Ici où rien ne s’invente et tout apparaît il n’y a rien de compréhensible ni partageable qui vienne troubler la sidération de la beauté, ni d’immensément incompréhensible et regrettable comme le temps pour diluer et gauchir ses effets.
On ne va pas vous mentir, l’onirisme littéraire, ça nous ennuie un peu. Depuis belle lurette, le rêve nous semble n’être plus utilisé, en littérature, que dans le carcan étroit de la métaphore ou de la métonymie. Le rêve sera l’expression d’un vécu inconscient (que sa relation sur la page permettra de faire affleurer à la conscience du lecteur), il sera une « ouverture » dans le « réel » (quoiqu’on entende sous ces vocables), il sera l’occasion de se défaire d’une architecture ou d’une structure reconnaissable (souvent à fort peu de frais), etc. Mais toujours, le rêve littéraire est supposé dire quelque chose d’autre que lui-même, dont il est censément l’incarnation, la cause ou l’effet. L’écrivain onirique devenant alors le démiurge par lequel quelque chose, du rêve, est soustrait, qui l’explique ou lui donne une fonction.

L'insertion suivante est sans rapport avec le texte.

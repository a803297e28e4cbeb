//! Common types for the OpenTelemetry operator: CRDs, errors, and utilities

#![deny(missing_docs)]

pub mod crd;
pub mod error;
pub mod events;
pub mod featuregate;
pub mod kube_utils;
pub mod leader_election;
pub mod retry;
pub mod telemetry;

pub use error::Error;

/// Result type alias using our custom Error type
pub type Result<T> = std::result::Result<T, Error>;

/// Name the operator reports as field manager, event reporter and `managed-by` label value
pub const OPERATOR_NAME: &str = "opentelemetry-operator";

/// API group of every custom resource the operator serves
pub const API_GROUP: &str = "opentelemetry.io";

/// Finalizer placed on parents whose cluster-scoped children need explicit cleanup
pub const FINALIZER: &str = "opentelemetry.io/finalizer";

/// Well-known label keys stamped on every managed child object.
pub mod labels {
    /// Identifies the controller that manages the object
    pub const MANAGED_BY: &str = "app.kubernetes.io/managed-by";
    /// `<namespace>.<name>` of the owning custom resource
    pub const INSTANCE: &str = "app.kubernetes.io/instance";
    /// Product grouping
    pub const PART_OF: &str = "app.kubernetes.io/part-of";
    /// Component the object belongs to (collector, target allocator, ...)
    pub const COMPONENT: &str = "app.kubernetes.io/component";
    /// Object name
    pub const NAME: &str = "app.kubernetes.io/name";
    /// Value of [`PART_OF`] for every managed object
    pub const PART_OF_VALUE: &str = "opentelemetry";
}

Ici cependant l’espace est restreint où conjecturer et doit se refermer comme un œil épuisé pour se rouvrir reposer sur la simple visibilité comme mer brasillant de lumière aurorale où frais qu’ils fussent les bikinis n’ont plus lieu ni aucun corps assez vêtu pour suggérer la nudité ni aucune brise encore pour rien apporter à penser qui puisse retenir le voir d’être traversé par le vu le regard repoussé à l’arrière du regard par le poids de ce qui y est posé.

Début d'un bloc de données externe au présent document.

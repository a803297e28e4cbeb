//! Owned-Kind Resolver
//!
//! [`owned_kinds`] is a pure function of the capability snapshot and the
//! feature gates. Callers recompute it on every use so a permission granted
//! after startup takes effect on the next reconcile.

use kube::api::DynamicObject;
use tracing::debug;

use otel_common::featuregate::FeatureGates;
use otel_common::Error;

use crate::apply::{OwnedObject, OwnedObjects, OwnerInfo};
use crate::capabilities::Capabilities;
use crate::client::ObjectClient;
use crate::index::OwnerIndex;
use crate::kind::OwnedKind;

/// The controller a kind list is resolved for
#[derive(Debug, Clone, Copy, PartialEq, Eq, Hash)]
pub enum ControllerRole {
    /// OpenTelemetryCollector
    Collector,
    /// TargetAllocator
    TargetAllocator,
    /// OpAMPBridge
    OpAMPBridge,
    /// ClusterObservability
    ClusterObservability,
}

impl ControllerRole {
    /// Kinds the controller always owns
    pub fn base_kinds(self) -> &'static [OwnedKind] {
        use OwnedKind::*;
        match self {
            Self::Collector => &[
                ConfigMap,
                ServiceAccount,
                Service,
                Deployment,
                DaemonSet,
                StatefulSet,
                Ingress,
                HorizontalPodAutoscaler,
                PodDisruptionBudget,
            ],
            Self::TargetAllocator => &[
                ConfigMap,
                ServiceAccount,
                Service,
                Deployment,
                PodDisruptionBudget,
            ],
            Self::OpAMPBridge => &[ConfigMap, ServiceAccount, Service, Deployment],
            Self::ClusterObservability => &[OpenTelemetryCollector],
        }
    }
}

/// Kinds owned by `role` given the current capabilities and gates
pub fn owned_kinds(role: ControllerRole, caps: &Capabilities, gates: &FeatureGates) -> Vec<OwnedKind> {
    let mut kinds = role.base_kinds().to_vec();
    let monitors = gates.prometheus_monitors() && caps.prometheus_crds_present();

    match role {
        ControllerRole::Collector => {
            if caps.rbac_creatable() {
                kinds.extend([OwnedKind::ClusterRole, OwnedKind::ClusterRoleBinding]);
            }
            if monitors {
                kinds.extend([OwnedKind::ServiceMonitor, OwnedKind::PodMonitor]);
            }
            if caps.routes_present() {
                kinds.push(OwnedKind::Route);
            }
            if gates.target_allocator_cr() {
                kinds.push(OwnedKind::TargetAllocator);
            }
        }
        ControllerRole::TargetAllocator => {
            if monitors {
                kinds.push(OwnedKind::ServiceMonitor);
            }
        }
        ControllerRole::OpAMPBridge | ControllerRole::ClusterObservability => {}
    }
    kinds
}

/// Gather every child of `owner` among `kinds`, keyed by UID.
///
/// Namespaced kinds come from the owner-key index, or from a label-selector
/// list filtered by controller UID while the index is still syncing.
/// Cluster-scoped kinds always come from the label-selector list.
pub async fn collect_owned(
    client: &dyn ObjectClient,
    index: &OwnerIndex,
    owner: &OwnerInfo,
    kinds: &[OwnedKind],
) -> Result<OwnedObjects, Error> {
    let selector = owner.label_selector();
    let mut owned = OwnedObjects::new();

    for &kind in kinds {
        let objects: Vec<DynamicObject> = if kind.is_namespaced() {
            match index.lookup(kind, &owner.namespace, &owner.kind, &owner.name, &owner.uid) {
                Some(found) => found,
                None => {
                    debug!(kind = %kind, "Owner index not synced, listing");
                    client
                        .list(kind, Some(owner.namespace.clone()), &selector)
                        .await?
                        .into_iter()
                        .filter(|o| owner.is_controller_of(o))
                        .collect()
                }
            }
        } else {
            client.list(kind, None, &selector).await?
        };

        for obj in objects {
            if let Some(uid) = obj.metadata.uid.clone() {
                owned.insert(uid, OwnedObject::new(kind, obj));
            }
        }
    }
    Ok(owned)
}
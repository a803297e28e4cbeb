//! Child object kinds the engine knows how to manage

use kube::discovery::ApiResource;
use otel_common::kube_utils::build_api_resource;

/// Every kind of child object the operator creates.
#[derive(Debug, Clone, Copy, PartialEq, Eq, Hash, PartialOrd, Ord)]
pub enum OwnedKind {
    /// v1 ConfigMap
    ConfigMap,
    /// v1 Secret
    Secret,
    /// v1 ServiceAccount
    ServiceAccount,
    /// v1 Service
    Service,
    /// apps/v1 Deployment
    Deployment,
    /// apps/v1 DaemonSet
    DaemonSet,
    /// apps/v1 StatefulSet
    StatefulSet,
    /// networking.k8s.io/v1 Ingress
    Ingress,
    /// autoscaling/v2 HorizontalPodAutoscaler
    HorizontalPodAutoscaler,
    /// policy/v1 PodDisruptionBudget
    PodDisruptionBudget,
    /// networking.k8s.io/v1 NetworkPolicy
    NetworkPolicy,
    /// rbac.authorization.k8s.io/v1 Role
    Role,
    /// rbac.authorization.k8s.io/v1 RoleBinding
    RoleBinding,
    /// rbac.authorization.k8s.io/v1 ClusterRole
    ClusterRole,
    /// rbac.authorization.k8s.io/v1 ClusterRoleBinding
    ClusterRoleBinding,
    /// monitoring.coreos.com/v1 ServiceMonitor
    ServiceMonitor,
    /// monitoring.coreos.com/v1 PodMonitor
    PodMonitor,
    /// route.openshift.io/v1 Route
    Route,
    /// opentelemetry.io/v1beta1 OpenTelemetryCollector
    OpenTelemetryCollector,
    /// opentelemetry.io/v1alpha1 TargetAllocator
    TargetAllocator,
}

impl OwnedKind {
    /// Full `group/version`
    pub fn api_version(&self) -> &'static str {
        match self {
            Self::ConfigMap | Self::Secret | Self::ServiceAccount | Self::Service => "v1",
            Self::Deployment | Self::DaemonSet | Self::StatefulSet => "apps/v1",
            Self::Ingress | Self::NetworkPolicy => "networking.k8s.io/v1",
            Self::HorizontalPodAutoscaler => "autoscaling/v2",
            Self::PodDisruptionBudget => "policy/v1",
            Self::Role | Self::RoleBinding | Self::ClusterRole | Self::ClusterRoleBinding => {
                "rbac.authorization.k8s.io/v1"
            }
            Self::ServiceMonitor | Self::PodMonitor => "monitoring.coreos.com/v1",
            Self::Route => "route.openshift.io/v1",
            Self::OpenTelemetryCollector => "opentelemetry.io/v1beta1",
            Self::TargetAllocator => "opentelemetry.io/v1alpha1",
        }
    }

    /// Kubernetes Kind string
    pub fn kind_str(&self) -> &'static str {
        match self {
            Self::ConfigMap => "ConfigMap",
            Self::Secret => "Secret",
            Self::ServiceAccount => "ServiceAccount",
            Self::Service => "Service",
            Self::Deployment => "Deployment",
            Self::DaemonSet => "DaemonSet",
            Self::StatefulSet => "StatefulSet",
            Self::Ingress => "Ingress",
            Self::HorizontalPodAutoscaler => "HorizontalPodAutoscaler",
            Self::PodDisruptionBudget => "PodDisruptionBudget",
            Self::NetworkPolicy => "NetworkPolicy",
            Self::Role => "Role",
            Self::RoleBinding => "RoleBinding",
            Self::ClusterRole => "ClusterRole",
            Self::ClusterRoleBinding => "ClusterRoleBinding",
            Self::ServiceMonitor => "ServiceMonitor",
            Self::PodMonitor => "PodMonitor",
            Self::Route => "Route",
            Self::OpenTelemetryCollector => "OpenTelemetryCollector",
            Self::TargetAllocator => "TargetAllocator",
        }
    }

    /// ApiResource for dynamic API access
    pub fn api_resource(&self) -> ApiResource {
        build_api_resource(self.api_version(), self.kind_str())
    }

    /// Whether objects of this kind live in a namespace.
    ///
    /// Cluster-scoped children cannot carry an owner reference to a
    /// namespaced parent and are tracked by label selector instead.
    pub fn is_namespaced(&self) -> bool {
        !matches!(self, Self::ClusterRole | Self::ClusterRoleBinding)
    }
}

impl std::fmt::Display for OwnedKind {
    fn fmt(&self, f: &mut std::fmt::Formatter<'_>) -> std::fmt::Result {
        f.write_str(self.kind_str())
    }
}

Avec Marc Cholodenko le rêve est pris au sérieux. Il est ce qu’il est. Il n’est soumis à aucun impératif qui lui serait extérieur. Ainsi, circonscrit à lui-même, le rêve est-il disposé à voir émerger en son sein un langage propre qui en épouse et en dise les contours. On est bien dans un rêve, mais par le langage du rêve. Et c’est cela qui est rend ses Sarabandes, Passacailles, naïades en bikini aussi prodigieusement belles (et drôles aussi) qu’indispensables. L’espace onirique n’y est neuf que parce que le langage avec lequel il nous est rapporté est suscité par le rêve lui-même. Avec ses jeux, ses tours et détours sexuels, ces glissements sémantiques. Et par une étrange réverbération, ce jeu langagier, qui devrait pourtant être d’autant plus éloigné du réel éveillé qu’il utilise comme jamais les outils de l’endormi, nous renvoie à une fascinante exploration de la langue et de ses limites.
Chaque texte, par devers même le plaisir ou l’effort qu’il procure, est un exercice vers une autre lecture. Et dans ce cheminement de lecteur, il nous plaît de penser que l’œuvre de Marc Cholodenko en forme comme une acmé. Un aboutissement qui ne serait pas une impasse.
Mieux vaut utiliser la langue pour creuser.